Tras los numerosos desvíos por parte de la policía de Molina de Segura, llegamos a uno de los aparcamientos disuasorios para el Festival B-side. Los alrededores al estadio Sánchez Cánovas estaban plagados de gente de la organización que te guiaba y repartía abanicos con el cartel del concierto y así llegamos al recinto que albergaría las actuaciones. Los primeros en actuar fueron L.A. a los que llegamos tarde, porque las 21:00 horas no son horas de conciertos, y en el B-side los horarios se cumplieron con un rigor suizo.
Tras estos, llegó Love of lesbian, que no era la primera vez que pisaban tierras murcianas en esta prolífica gira. Lo hicieron en Mayo durante el S.O.S. y no sé si será porque van llegando al fin y comienzan a tener el espectáculo saturado, parecían haber perdido algo de frescura, pese a eso, pese a no ser cabeza de cartel (al igual que en la edición anterior no era cabeza de cartel Vetusta Morla), y pese a que en esta edición el público era menos numeroso, durante el concierto se veía la cantidad de seguidores que el grupo ha cosechado, dando lugar a una amplia gama de camisetas que indirectamente les aludían.

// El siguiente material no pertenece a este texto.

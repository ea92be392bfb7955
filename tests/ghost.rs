use pellet_chase::entity::ghost::{Archetype, GhostMode};
use pellet_chase::events::TickOutcome;
use pellet_chase::game::Game;
use speculoos::prelude::*;

mod common;

/// Freezes every adversary except `active`.
fn only(game: &mut Game, active: Archetype) {
    for archetype in Archetype::ALL.into_iter().filter(|&archetype| archetype != active) {
        game.set_ghost_speed(archetype, 0.0);
    }
}

#[test]
fn test_aggressor_catches_stationary_player() {
    let mut game = common::running(common::ONE_PELLET);
    only(&mut game, Archetype::Aggressor);

    let mut caught = false;
    for _ in 0..99 {
        if game.tick().contains(TickOutcome::LIFE_LOST) {
            caught = true;
            break;
        }
    }
    assert_that(&caught).is_true();
    assert_that(&game.session().lives()).is_equal_to(2);
}

#[test]
fn test_adversaries_retreat_after_mode_period() {
    let mut game = common::running(common::ONE_PELLET);
    common::freeze_ghosts(&mut game);

    common::tick_n(&mut game, 99);
    for ghost in game.ghosts() {
        assert_that(&ghost.mode()).is_equal_to(GhostMode::Pursue);
    }

    game.tick();
    for ghost in game.ghosts() {
        assert_that(&ghost.mode()).is_equal_to(GhostMode::Retreat);
        assert_that(&ghost.target()).is_equal_to(ghost.home_corner());
    }

    common::tick_n(&mut game, 100);
    for ghost in game.ghosts() {
        assert_that(&ghost.mode()).is_equal_to(GhostMode::Pursue);
    }
}

#[test]
fn test_aggressor_targets_player_cell() {
    let mut game = common::running(common::ONE_PELLET);
    common::freeze_ghosts(&mut game);
    game.tick();

    let aggressor = game.ghost(Archetype::Aggressor);
    assert_that(&aggressor.target()).is_equal_to(game.player().body.cell());
}

#[test]
fn test_fleeing_adversaries_move_at_half_speed() {
    let mut game = common::running(common::POWER);
    common::tick_n(&mut game, 3);
    assert_that(&game.session().is_powered()).is_true();

    for ghost in game.ghosts() {
        assert_that(&ghost.mode()).is_equal_to(GhostMode::Flee);
        assert_that(&ghost.effective_speed()).is_equal_to(ghost.base_speed() * 0.5);
    }
}

#[test]
fn test_home_corners_match_map_size() {
    let game = common::game_on(common::TUNNEL);
    let corners: Vec<_> = game.ghosts().iter().map(|ghost| ghost.home_corner()).collect();
    assert_that(&corners).is_equal_to(vec![
        glam::IVec2::new(19, 0),
        glam::IVec2::new(0, 0),
        glam::IVec2::new(19, 6),
        glam::IVec2::new(0, 6),
    ]);
}
//! Map parsing functionality for converting raw board layouts into structured data.

use crate::constants::MapTile;
use crate::entity::ghost::Archetype;
use crate::error::ParseError;
use glam::IVec2;
use strum::IntoEnumIterator;

/// Structured representation of a parsed ASCII board layout with extracted spawn positions.
#[derive(Debug, Clone)]
pub struct ParsedMap {
    /// Width of the board, in cells.
    pub width: usize,
    /// Height of the board, in cells.
    pub height: usize,
    /// Row-major tiles converted from ASCII characters.
    pub tiles: Vec<MapTile>,
    /// Starting cell of the player (marked by `X`).
    pub player_spawn: IVec2,
    /// Starting cells of the adversaries, indexed by archetype order (marked by `1`-`4`).
    pub ghost_spawns: [IVec2; 4],
}

/// Parser for converting raw board layouts into structured map data.
pub struct MapTileParser;

impl MapTileParser {
    /// Converts an ASCII character from the board layout into its tile type.
    ///
    /// Spawn markers (`X`, `1`-`4`) are walkable paths; their positions are tracked separately.
    ///
    /// # Errors
    ///
    /// Returns `ParseError::UnknownCharacter` for any character outside the layout vocabulary.
    pub fn parse_character(c: char) -> Result<MapTile, ParseError> {
        match c {
            '#' => Ok(MapTile::Wall),
            '.' => Ok(MapTile::Pellet),
            'o' => Ok(MapTile::PowerPellet),
            ' ' => Ok(MapTile::Path),
            'X' | '1'..='4' => Ok(MapTile::Path),
            _ => Err(ParseError::UnknownCharacter(c)),
        }
    }

    /// Parses a raw board layout into structured map data.
    ///
    /// # Errors
    ///
    /// Returns an error if the board is empty, its rows differ in length, it contains
    /// unknown characters, or any spawn marker is missing or repeated.
    pub fn parse_board(raw_board: &[&str]) -> Result<ParsedMap, ParseError> {
        let width = raw_board.first().ok_or(ParseError::EmptyBoard)?.chars().count();
        if width == 0 {
            return Err(ParseError::EmptyBoard);
        }

        let height = raw_board.len();
        let mut tiles = Vec::with_capacity(width * height);
        let mut player_spawn = None;
        let mut ghost_spawns: [Option<IVec2>; 4] = [None; 4];

        for (y, line) in raw_board.iter().enumerate() {
            let actual = line.chars().count();
            if actual != width {
                return Err(ParseError::RaggedRow {
                    line: y,
                    expected: width,
                    actual,
                });
            }

            for (x, character) in line.chars().enumerate() {
                tiles.push(Self::parse_character(character)?);

                let cell = IVec2::new(x as i32, y as i32);
                let slot = match character {
                    'X' => &mut player_spawn,
                    '1'..='4' => &mut ghost_spawns[(character as u8 - b'1') as usize],
                    _ => continue,
                };
                if slot.replace(cell).is_some() {
                    return Err(ParseError::DuplicateSpawn(character));
                }
            }
        }

        let player_spawn = player_spawn.ok_or(ParseError::MissingSpawn('X'))?;
        let mut spawns = [IVec2::ZERO; 4];
        for archetype in Archetype::iter() {
            let index = archetype.index();
            spawns[index] = ghost_spawns[index].ok_or(ParseError::MissingSpawn(archetype.marker()))?;
        }

        Ok(ParsedMap {
            width,
            height,
            tiles,
            player_spawn,
            ghost_spawns: spawns,
        })
    }
}
use pellet_chase::error::{GameError, MapError, ParseError};
use pellet_chase::systems::state::GameStage;

#[test]
fn test_game_error_from_parse_error() {
    let parse_error = ParseError::UnknownCharacter('Z');
    let game_error: GameError = parse_error.into();
    assert!(matches!(game_error, GameError::MapParse(_)));
}

#[test]
fn test_game_error_from_map_error() {
    let map_error = MapError::NoPellets;
    let game_error: GameError = map_error.into();
    assert!(matches!(game_error, GameError::Map(_)));
}

#[test]
fn test_parse_error_display() {
    let error = ParseError::UnknownCharacter('!');
    assert_eq!(error.to_string(), "Unknown character in board: '!'");

    let error = ParseError::RaggedRow {
        line: 3,
        expected: 10,
        actual: 9,
    };
    assert_eq!(error.to_string(), "Invalid board width at line 3: expected 10, got 9");
}

#[test]
fn test_map_error_display() {
    let error = MapError::Disconnected {
        reachable: 4,
        walkable: 9,
    };
    assert_eq!(
        error.to_string(),
        "Walkable region is split: 4 of 9 cells reachable from the player spawn"
    );
}

#[test]
fn test_invalid_transition_display() {
    let error = GameError::InvalidTransition {
        from: GameStage::Idle,
        to: GameStage::Paused,
    };
    assert_eq!(error.to_string(), "Cannot move from Idle to Paused");
}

Me refiero al fenómeno “hágase usted una camiseta con ingenio mencionando a John Boy”.
Lo que está claro es que este verano, Love of lesbian le ha sacado todo el jugo posible a su gira, donde las variaciones están contadas y los riesgos de salirse del álbum no son asumibles, y para no aburrir a los “nuevos” fans, no se atrevieron a complacer a sus “viejos” seguidores con temas muy recordados de “Cuentos chinos para niños del Japón”, y es que en escasa hora y media no se pueden complacer a todos los gustos. Aún así a lo que sí se atrevieron fue a cerrar su espectáculo con humor y su “baile del mongolo”, cosa que en Mayo no hubieron podido hacer debido a fallos en la organización y en los horarios.
Aún no eran las doce cuando el escenario volvió a abrirse, en él apareció un tipo embutido en un mono rojo brillante, apareció aporreando un teclado, hasta que creó una melodía, una melodía que todos reconocimos, empezaban Los Ting Tings (como ellos mismo se llamaron momentos después), Jules de Martino dejó la melodía y pasó a la batería, al tiempo que aperecía en el escenario Katie White, que le acompañaba con movimientos convulsivos. Apareció vestida como su compañero y aún así recordaba más a France de Galle o a Rafaella Carrá que a otras divas rubias del momento. Arrancaron con Great Dj, que había sido el tema de salida del festival, los británicos continuaron con sus temas haciendo pausas para presentarse a su público con discursito leído en un “español de mierdo” y al grito de MUR-CIO-NOS animaban a los asistentes.
El dúo llenaba el escenario gracias a los movimientos frescos y desinhibidos de Katie y del resto de la coreografía se encargaba el quinteto de metal que les acompañó en algunos temas con pancartas de WALK DANCE, en el tema we walk.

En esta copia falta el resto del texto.